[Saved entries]

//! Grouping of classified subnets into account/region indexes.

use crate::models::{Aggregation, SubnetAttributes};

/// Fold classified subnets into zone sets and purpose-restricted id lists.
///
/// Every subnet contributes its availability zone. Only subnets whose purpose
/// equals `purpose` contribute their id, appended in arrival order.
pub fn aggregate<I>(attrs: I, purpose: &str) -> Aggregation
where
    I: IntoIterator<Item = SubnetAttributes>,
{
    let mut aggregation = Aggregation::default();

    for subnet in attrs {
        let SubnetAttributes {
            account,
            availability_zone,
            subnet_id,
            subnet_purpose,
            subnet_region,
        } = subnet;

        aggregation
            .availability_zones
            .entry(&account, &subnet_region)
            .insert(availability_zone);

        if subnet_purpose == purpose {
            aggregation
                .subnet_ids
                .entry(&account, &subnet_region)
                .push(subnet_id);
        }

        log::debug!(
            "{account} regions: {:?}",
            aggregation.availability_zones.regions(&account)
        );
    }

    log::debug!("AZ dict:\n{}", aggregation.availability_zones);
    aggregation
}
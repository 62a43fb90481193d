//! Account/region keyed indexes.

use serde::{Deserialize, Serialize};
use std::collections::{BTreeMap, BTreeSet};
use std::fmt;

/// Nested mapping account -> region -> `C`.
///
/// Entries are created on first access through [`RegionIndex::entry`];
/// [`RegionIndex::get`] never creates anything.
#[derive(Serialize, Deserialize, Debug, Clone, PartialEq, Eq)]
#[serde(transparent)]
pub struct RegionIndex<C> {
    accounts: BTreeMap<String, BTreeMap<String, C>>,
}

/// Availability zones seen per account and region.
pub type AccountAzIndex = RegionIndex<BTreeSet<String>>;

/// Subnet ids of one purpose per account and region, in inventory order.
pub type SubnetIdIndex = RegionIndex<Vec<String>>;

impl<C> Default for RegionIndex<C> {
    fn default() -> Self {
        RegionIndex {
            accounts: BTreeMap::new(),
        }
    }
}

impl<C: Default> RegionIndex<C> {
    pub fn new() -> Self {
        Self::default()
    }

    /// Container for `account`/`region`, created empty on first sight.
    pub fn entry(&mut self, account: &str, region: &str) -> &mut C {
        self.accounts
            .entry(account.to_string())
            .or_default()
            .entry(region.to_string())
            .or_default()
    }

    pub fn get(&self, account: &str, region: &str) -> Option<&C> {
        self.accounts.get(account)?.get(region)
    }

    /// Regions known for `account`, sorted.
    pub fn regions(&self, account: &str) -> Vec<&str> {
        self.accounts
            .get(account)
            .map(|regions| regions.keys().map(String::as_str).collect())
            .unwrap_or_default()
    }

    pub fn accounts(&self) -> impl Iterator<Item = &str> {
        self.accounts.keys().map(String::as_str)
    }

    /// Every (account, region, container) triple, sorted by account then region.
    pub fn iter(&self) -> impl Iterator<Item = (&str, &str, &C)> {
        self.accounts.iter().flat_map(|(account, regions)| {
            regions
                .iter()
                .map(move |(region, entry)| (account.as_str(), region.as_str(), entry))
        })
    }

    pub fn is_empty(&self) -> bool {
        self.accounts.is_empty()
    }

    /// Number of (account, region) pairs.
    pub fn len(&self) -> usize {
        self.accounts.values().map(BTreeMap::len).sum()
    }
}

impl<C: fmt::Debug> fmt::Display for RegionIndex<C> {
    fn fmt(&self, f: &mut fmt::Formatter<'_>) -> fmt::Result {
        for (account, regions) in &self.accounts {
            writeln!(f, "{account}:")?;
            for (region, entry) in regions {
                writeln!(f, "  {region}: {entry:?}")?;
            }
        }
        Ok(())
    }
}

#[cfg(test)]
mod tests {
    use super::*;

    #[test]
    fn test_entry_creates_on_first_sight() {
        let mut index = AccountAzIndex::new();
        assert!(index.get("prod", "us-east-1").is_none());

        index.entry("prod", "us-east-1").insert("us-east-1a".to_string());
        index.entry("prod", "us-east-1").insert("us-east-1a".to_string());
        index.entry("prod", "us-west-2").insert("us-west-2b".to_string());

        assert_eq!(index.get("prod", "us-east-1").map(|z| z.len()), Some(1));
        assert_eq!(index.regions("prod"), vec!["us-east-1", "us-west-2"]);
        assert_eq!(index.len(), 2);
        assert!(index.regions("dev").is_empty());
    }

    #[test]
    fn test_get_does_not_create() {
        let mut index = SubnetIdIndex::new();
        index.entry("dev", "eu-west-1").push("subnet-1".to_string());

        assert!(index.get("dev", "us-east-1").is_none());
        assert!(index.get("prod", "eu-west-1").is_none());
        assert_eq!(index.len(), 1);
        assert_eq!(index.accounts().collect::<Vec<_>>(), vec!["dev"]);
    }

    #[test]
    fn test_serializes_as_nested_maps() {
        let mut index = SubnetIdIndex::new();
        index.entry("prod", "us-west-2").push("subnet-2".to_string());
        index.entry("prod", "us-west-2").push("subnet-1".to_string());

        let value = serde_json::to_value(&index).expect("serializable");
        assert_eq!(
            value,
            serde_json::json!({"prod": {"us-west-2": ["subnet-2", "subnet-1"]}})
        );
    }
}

* [WHAT IS REQUIRED]:
Both the line containing "Entries are created" and the line containing "pub struct RegionIndex<C>" belong in the answer. Print them and every line above that falls between them exactly, and no others.

* [ANSWER SPACE]:
/// Entries are created on first access through [`RegionIndex::entry`];
/// [`RegionIndex::get`] never creates anything.
#[derive(Serialize, Deserialize, Debug, Clone, PartialEq, Eq)]
#[serde(transparent)]
pub struct RegionIndex<C> {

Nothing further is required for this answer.